⟨

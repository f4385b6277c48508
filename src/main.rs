use dotenv::dotenv;
use fake_rest_api::app::App;
use fake_rest_api::util::logger::Logger;
use tracing::{error, info, warn};

#[tokio::main]
async fn main() {
    let dotenv_result = dotenv();

    let _logger = match Logger::new() {
        Ok(logger) => logger,
        Err(e) => {
            eprintln!("Failed to initialize logging: {}", e);
            std::process::exit(1);
        }
    };

    info!("Starting Fake REST API v{}", env!("CARGO_PKG_VERSION"));
    match dotenv_result {
        Ok(path) => info!("Loaded environment from {}", path.display()),
        Err(e) => warn!("No .env file loaded: {} (using system env vars)", e),
    }

    let app = match App::new().await {
        Ok(app) => app,
        Err(e) => {
            error!("Failed to initialize application: {}", e);
            std::process::exit(1);
        }
    };

    if let Err(e) = app.start().await {
        error!("Server error: {}", e);
        std::process::exit(1);
    }
}
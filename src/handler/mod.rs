pub mod http_handler;
pub mod item_handler;
pub mod user_handler;
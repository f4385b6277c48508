use axum::{
    routing::{delete, get, patch, post, put},
    Router,
};

use crate::handler::item_handler::{
    add_item_handler, all_items_handler, delete_item_handler, get_item_handler, get_item_price_body_handler,
    get_item_price_query_handler, get_item_with_price_handler, list_items_handler, patch_item_handler,
    total_items_handler, update_item_handler, ItemState,
};

pub fn item_router(service: ItemState) -> Router {
    // legacy paths
    let legacy = Router::new()
        .route("/id/{id}", get(get_item_handler))
        .route("/addItem", post(add_item_handler))
        .route("/updateItem", put(update_item_handler))
        .route("/patchItem/{field}", patch(patch_item_handler))
        .route("/deleteItem", delete(delete_item_handler))
        .route("/deleteItem/id", delete(delete_item_handler));

    let api = Router::new()
        .route("/api/items", get(list_items_handler))
        .route("/api/allitem", get(all_items_handler).head(all_items_handler))
        .route("/api/totalitem", get(total_items_handler).head(total_items_handler))
        .route("/api/item", post(add_item_handler))
        .route("/api/item/{id}", get(get_item_handler))
        .route("/api/item/id", put(update_item_handler))
        .route("/api/item/id/{field}", patch(patch_item_handler))
        .route("/api/item/price/{id}/{price}", get(get_item_with_price_handler))
        .route("/api/item/0/price", get(get_item_price_query_handler))
        .route("/api/item/1/price", get(get_item_price_body_handler))
        .route("/api/delete/id", delete(delete_item_handler));

    legacy.merge(api).with_state(service)
}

⟩

● What you have to do: Copy every line above once more, precisely as it reads.

● Result for this task:
repository f4385b6277c48508
filename src/main.rs
use dotenv::dotenv;
use fake_rest_api::app::App;
use fake_rest_api::util::logger::Logger;
use tracing::{error, info, warn};

#[tokio::main]
async fn main() {
    let dotenv_result = dotenv();

    let _logger = match Logger::new() {
        Ok(logger) => logger,
        Err(e) => {
            eprintln!("Failed to initialize logging: {}", e);
            std::process::exit(1);
        }
    };

    info!("Starting Fake REST API v{}", env!("CARGO_PKG_VERSION"));
    match dotenv_result {
        Ok(path) => info!("Loaded environment from {}", path.display()),
        Err(e) => warn!("No .env file loaded: {} (using system env vars)", e),
    }

    let app = match App::new().await {
        Ok(app) => app,
        Err(e) => {
            error!("Failed to initialize application: {}", e);
            std::process::exit(1);
        }
    };

    if let Err(e) = app.start().await {
        error!("Server error: {}", e);
        std::process::exit(1);
    }
}
filename src/handler/mod.rs
pub mod http_handler;
pub mod item_handler;
pub mod user_handler;
repository f4385b6277c48508
use axum::{
    routing::{delete, get, patch, post, put},
    Router,
};

use crate::handler::item_handler::{
    add_item_handler, all_items_handler, delete_item_handler, get_item_handler, get_item_price_body_handler,
    get_item_price_query_handler, get_item_with_price_handler, list_items_handler, patch_item_handler,
    total_items_handler, update_item_handler, ItemState,
};

pub fn item_router(service: ItemState) -> Router {
    // legacy paths
    let legacy = Router::new()
        .route("/id/{id}", get(get_item_handler))
        .route("/addItem", post(add_item_handler))
        .route("/updateItem", put(update_item_handler))
        .route("/patchItem/{field}", patch(patch_item_handler))
        .route("/deleteItem", delete(delete_item_handler))
        .route("/deleteItem/id", delete(delete_item_handler));

    let api = Router::new()
        .route("/api/items", get(list_items_handler))
        .route("/api/allitem", get(all_items_handler).head(all_items_handler))
        .route("/api/totalitem", get(total_items_handler).head(total_items_handler))
        .route("/api/item", post(add_item_handler))
        .route("/api/item/{id}", get(get_item_handler))
        .route("/api/item/id", put(update_item_handler))
        .route("/api/item/id/{field}", patch(patch_item_handler))
        .route("/api/item/price/{id}/{price}", get(get_item_with_price_handler))
        .route("/api/item/0/price", get(get_item_price_query_handler))
        .route("/api/item/1/price", get(get_item_price_body_handler))
        .route("/api/delete/id", delete(delete_item_handler));

    legacy.merge(api).with_state(service)
}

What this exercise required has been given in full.